Staunton, January 11 – Andrey Bezhutin, the head of the Carrier Union and organizer of the long-haul truckers strike against the Plato system, fled from outside a Russian courtroom on December 27 where he was slated to be tried on three different charges related to the strike. He is now in hiding but has given an interview to Nina Petlyanova of Novya gazeta.
He says that he fled from the police because all the charges against him were based on fabrications and that getting away from the authorities was remarkably easy even though the police had brought in reinforcements (novayagazeta.ru/articles/2018/01/10/75102-andrey-bazhutin-im-dazhe-gortsev-udalos-zapugat).
Bazhutin says he decided to flee because the authorities were acting illegally and thus had eliminated any basis for his obeying their orders. Now, he remains in hiding. He doesn’t have a telephone – that would allow the police to find him – but he says that he “knows that they have been searching for him.”

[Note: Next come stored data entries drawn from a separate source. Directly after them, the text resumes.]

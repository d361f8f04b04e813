use crate::analysis::Extent;
use crate::data::Metric;
use crate::error::{CedearError, Result};

/// Number of steps needed to sweep a bound across the whole domain.
pub const STEPS_PER_DOMAIN: f64 = 50.0;

/// A two-handle range control over one axis of a metric's series.
///
/// Invariant: `domain.min <= lo <= hi <= domain.max`.
#[derive(Debug, Clone, Copy, PartialEq)]
pub struct RangeSelector {
    domain: Extent,
    lo: f64,
    hi: f64,
}

impl RangeSelector {
    /// Selector spanning the full domain.
    pub fn new(domain: Extent) -> Self {
        Self {
            domain,
            lo: domain.min,
            hi: domain.max,
        }
    }

    /// Builds a selector for a series extent, refusing series with no rows.
    pub fn for_series(metric: Metric, extent: Option<Extent>) -> Result<Self> {
        extent
            .map(Self::new)
            .ok_or(CedearError::EmptySeries { metric })
    }

    pub fn domain(&self) -> Extent {
        self.domain
    }

    pub fn selection(&self) -> (f64, f64) {
        (self.lo, self.hi)
    }

    /// Distance moved by one step; zero for a single-valued domain.
    pub fn step(&self) -> f64 {
        self.domain.width() / STEPS_PER_DOMAIN
    }

    /// Moves the lower bound by `steps` steps, never past the domain or the upper bound.
    pub fn move_lower(&mut self, steps: i32) {
        let target = self.lo + self.step() * steps as f64;
        self.lo = target.clamp(self.domain.min, self.hi);
    }

    /// Moves the upper bound by `steps` steps, never past the domain or the lower bound.
    pub fn move_upper(&mut self, steps: i32) {
        let target = self.hi + self.step() * steps as f64;
        self.hi = target.clamp(self.lo, self.domain.max);
    }

    pub fn reset(&mut self) {
        self.lo = self.domain.min;
        self.hi = self.domain.max;
    }

    pub fn is_full(&self) -> bool {
        self.lo == self.domain.min && self.hi == self.domain.max
    }

    pub fn selected(&self) -> Extent {
        Extent {
            min: self.lo,
            max: self.hi,
        }
    }

    pub fn contains(&self, value: f64) -> bool {
        self.selected().contains(value)
    }
}

#[cfg(test)]
mod tests {
    use super::*;

    fn selector(min: f64, max: f64) -> RangeSelector {
        RangeSelector::new(Extent { min, max })
    }

    #[test]
    fn test_default_selection_is_full_domain() {
        let range = selector(10.0, 60.0);
        assert_eq!(range.selection(), (10.0, 60.0));
        assert!(range.is_full());
    }

    #[test]
    fn test_empty_series_is_rejected() {
        let err = RangeSelector::for_series(Metric::Mep, None).unwrap_err();
        assert!(matches!(err, CedearError::EmptySeries { metric: Metric::Mep }));
    }

    #[test]
    fn test_bounds_never_cross_or_leave_domain() {
        let mut range = selector(0.0, 100.0);

        range.move_lower(-5);
        assert_eq!(range.selection().0, 0.0);

        range.move_lower(80);
        range.move_upper(-80);
        let (lo, hi) = range.selection();
        assert!(lo <= hi);
        assert!(lo >= 0.0 && hi <= 100.0);

        range.move_upper(500);
        assert_eq!(range.selection().1, 100.0);
    }

    #[test]
    fn test_single_valued_domain_stays_fixed() {
        let mut range = selector(7.0, 7.0);
        range.move_lower(3);
        range.move_upper(-3);
        assert_eq!(range.selection(), (7.0, 7.0));
        assert!(range.contains(7.0));
    }

    #[test]
    fn test_reset_restores_full_domain() {
        let mut range = selector(1.0, 2.0);
        range.move_lower(10);
        range.move_upper(-10);
        assert!(!range.is_full());
        let selected = range.selected();
        assert!((selected.min - 1.2).abs() < 1e-9);
        assert!((selected.max - 1.8).abs() < 1e-9);

        range.reset();
        assert!(range.is_full());
    }

    #[test]
    fn test_narrowing_never_increases_matches() {
        let values: Vec<f64> = (0..40).map(|i| (i as f64 * 7.3) % 25.0).collect();
        let mut range = selector(0.0, 25.0);
        let count = |r: &RangeSelector| values.iter().filter(|v| r.contains(**v)).count();

        let mut previous = count(&range);
        for i in 0..60 {
            if i % 2 == 0 {
                range.move_lower(1);
            } else {
                range.move_upper(-1);
            }
            let current = count(&range);
            assert!(current <= previous);
            previous = current;
        }
    }
}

He says he will have to remain in hiding at least until his case is heard. That was scheduled for today. If the courts delay that hearing, Bazhutin says, then it will be completely clear that they want to isolate the union leader from his followers rather than to punish him for any real violations.
Bazhutin says that he announced his plans to run for president not because he expected any success but rather because “if we do not get involved in politics, politics will get involved with us.” That, he says his own case shows, has already happened. He adds he organized his candidacy from Makhachkala because it is impossible for him to do so in Moscow or Petersburg.
“In Daghestan, it is more difficult to frighten people,” Bazhutin says. “But they showed us that it is possible to put pressure even on the mountaineers, although the assembly nonetheless happened: 50 honest people were not frightened,” showing that much can be done. “In Tyumen, only nine people came out to support Putin, but 50 did so for me in Daghestan.
“I do not see any loss. We will continue to struggle.” Eighty percent of the drivers in Russia are part of his Carriers Union, and they will vote in the upcoming elections and in others. “We will use all moments in order that our people will penetrate government officces as much as possible and make our demands. We do not intend to sit quietly.”
The Plato system is the occasion rather than the single cause of the truckers’ unity in action, he says. In 2015, there were between 1.5 million and two million trucks registered. Then, 30 percent of them were operated by major corporations and 70 percent by small ones or individuals. Now, the ratio is 50-50, and some 20 percent have left the field.
The government doesn’t support small business, but the truckers do. And they will continue the fight, Bazhutin pledges regardless of what legal or illegal actions the authorities choose to deploy.